Exploring Differences Between Instructors' Exams and How These Differences Produce Scores that Could Inaccurately and Inequitably Represent Student Understanding
Arizona State University, Scottsdale AZ
Investigators
Abstract
In many STEM courses, students' exam scores determine their course grades. In turn, when averaged together, course grades determine each student's grade point average, which can affect their persistence in a STEM major and their competitiveness for admission to professional or graduate schools. Thus, it is important that these exams accurately and equitably measure students' understanding of the subject matter that they are supposed to test. Little research has been done to determine whether specific exam questions accurately measure student understanding or whether they are fair to all students. This collaborative project between Arizona State University and University of Washington will try to fill this gap in knowledge by analyzing questions on introductory biology course exams taught by different instructors. They will examine the relationships between different types of questions, student scores on the questions, and student understanding of the concept that the question is supposed to test.

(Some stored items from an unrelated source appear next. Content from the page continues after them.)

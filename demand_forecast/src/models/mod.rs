//! Demand models and the tier fallback chain

use crate::error::{ForecastError, Result};
use crate::series::SaleSeries;
use chrono::NaiveDate;
use std::fmt::Debug;

pub mod feature_regression;
pub mod seasonal_average;
pub mod trend_seasonal;

pub use feature_regression::FeatureRegressionModel;
pub use seasonal_average::SeasonalAverageModel;
pub use trend_seasonal::TrendSeasonalModel;

/// Point estimate with its uncertainty band
#[derive(Debug, Clone, Copy, PartialEq)]
pub struct QuantityEstimate {
    /// Most likely quantity
    pub quantity: f64,
    /// Lower bound of the band
    pub low: f64,
    /// Upper bound of the band
    pub high: f64,
}

impl QuantityEstimate {
    /// Estimate with a collapsed band (no usable dispersion)
    pub fn exact(quantity: f64) -> Self {
        let quantity = quantity.max(0.0);
        Self {
            quantity,
            low: quantity,
            high: quantity,
        }
    }

    /// Estimate with a band, clipped so `0 <= low <= high` holds
    pub fn with_interval(quantity: f64, low: f64, high: f64) -> Self {
        let quantity = quantity.max(0.0);
        let low = low.max(0.0);
        let high = high.max(low);
        Self {
            quantity,
            low,
            high,
        }
    }
}

/// One candidate forecasting strategy in the fallback chain
pub trait DemandModel: Debug {
    /// Name of the model
    fn name(&self) -> &str;

    /// Estimate the quantity sold on `target` given one product's history.
    ///
    /// An error means the model cannot serve this series (insufficient data,
    /// degenerate fit); the chain treats it as a signal to try the next tier.
    fn estimate(&self, series: &SaleSeries, target: NaiveDate) -> Result<QuantityEstimate>;
}

/// Ordered fallback chain over demand models.
///
/// Tiers are tried first to last; the first success wins. Failures stay
/// internal to the chain.
#[derive(Debug)]
pub struct ModelChain {
    models: Vec<Box<dyn DemandModel>>,
}

impl ModelChain {
    /// Build a chain from an explicit tier list
    pub fn new(models: Vec<Box<dyn DemandModel>>) -> Self {
        Self { models }
    }

    /// The standard cascade: trend + seasonality, feature regression,
    /// seasonal averages
    pub fn standard() -> Self {
        Self::new(vec![
            Box::new(TrendSeasonalModel::default()),
            Box::new(FeatureRegressionModel::default()),
            Box::new(SeasonalAverageModel::default()),
        ])
    }

    /// Names of the configured tiers, in order
    pub fn tier_names(&self) -> Vec<&str> {
        self.models.iter().map(|model| model.name()).collect()
    }

    /// Run the cascade for one series and target date
    pub fn estimate(&self, series: &SaleSeries, target: NaiveDate) -> Result<QuantityEstimate> {
        if series.is_empty() {
            return Err(ForecastError::DataError(
                "Empty sale series".to_string(),
            ));
        }

        for model in &self.models {
            match model.estimate(series, target) {
                Ok(estimate) => return Ok(estimate),
                Err(error) => {
                    tracing::debug!(
                        model = model.name(),
                        %error,
                        "tier unavailable, trying next"
                    );
                }
            }
        }

        Err(ForecastError::ForecastingError(
            "No model in the chain produced an estimate".to_string(),
        ))
    }
}

impl Default for ModelChain {
    fn default() -> Self {
        Self::standard()
    }
}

This information has the potential to help biology instructors more fairly and accurately test student understanding of biology. It may also provide guidelines for building fair and accurate exam questions that are relevant to other STEM disciplines. This project has four key goals: (1) characterizing the composition of instructor-generated biology exams across sections of the same introductory biology course; (2) characterizing elements of questions that result in students performing differently on questions; (3) determining if modifying questions can diminish differences in student performance; and (4) correlating exam scores to students' conceptual understanding of biology. This project will focus on the exams of different instructors teaching the same introductory biology course offered across multiple institutions within the same regional network. No published studies have explored differences in question performance on instructor-generated exams in introductory biology courses. Further, this project would be the largest, most comprehensive analysis of instructor-generated exams and questions in any STEM discipline done so far, providing insights into what factors may affect performance differences on individual questions. This project can help instructors and researchers become more aware of elements of questions that result in unfair evaluation of certain groups of students, leading to more accurate and equitable measurement of student understanding.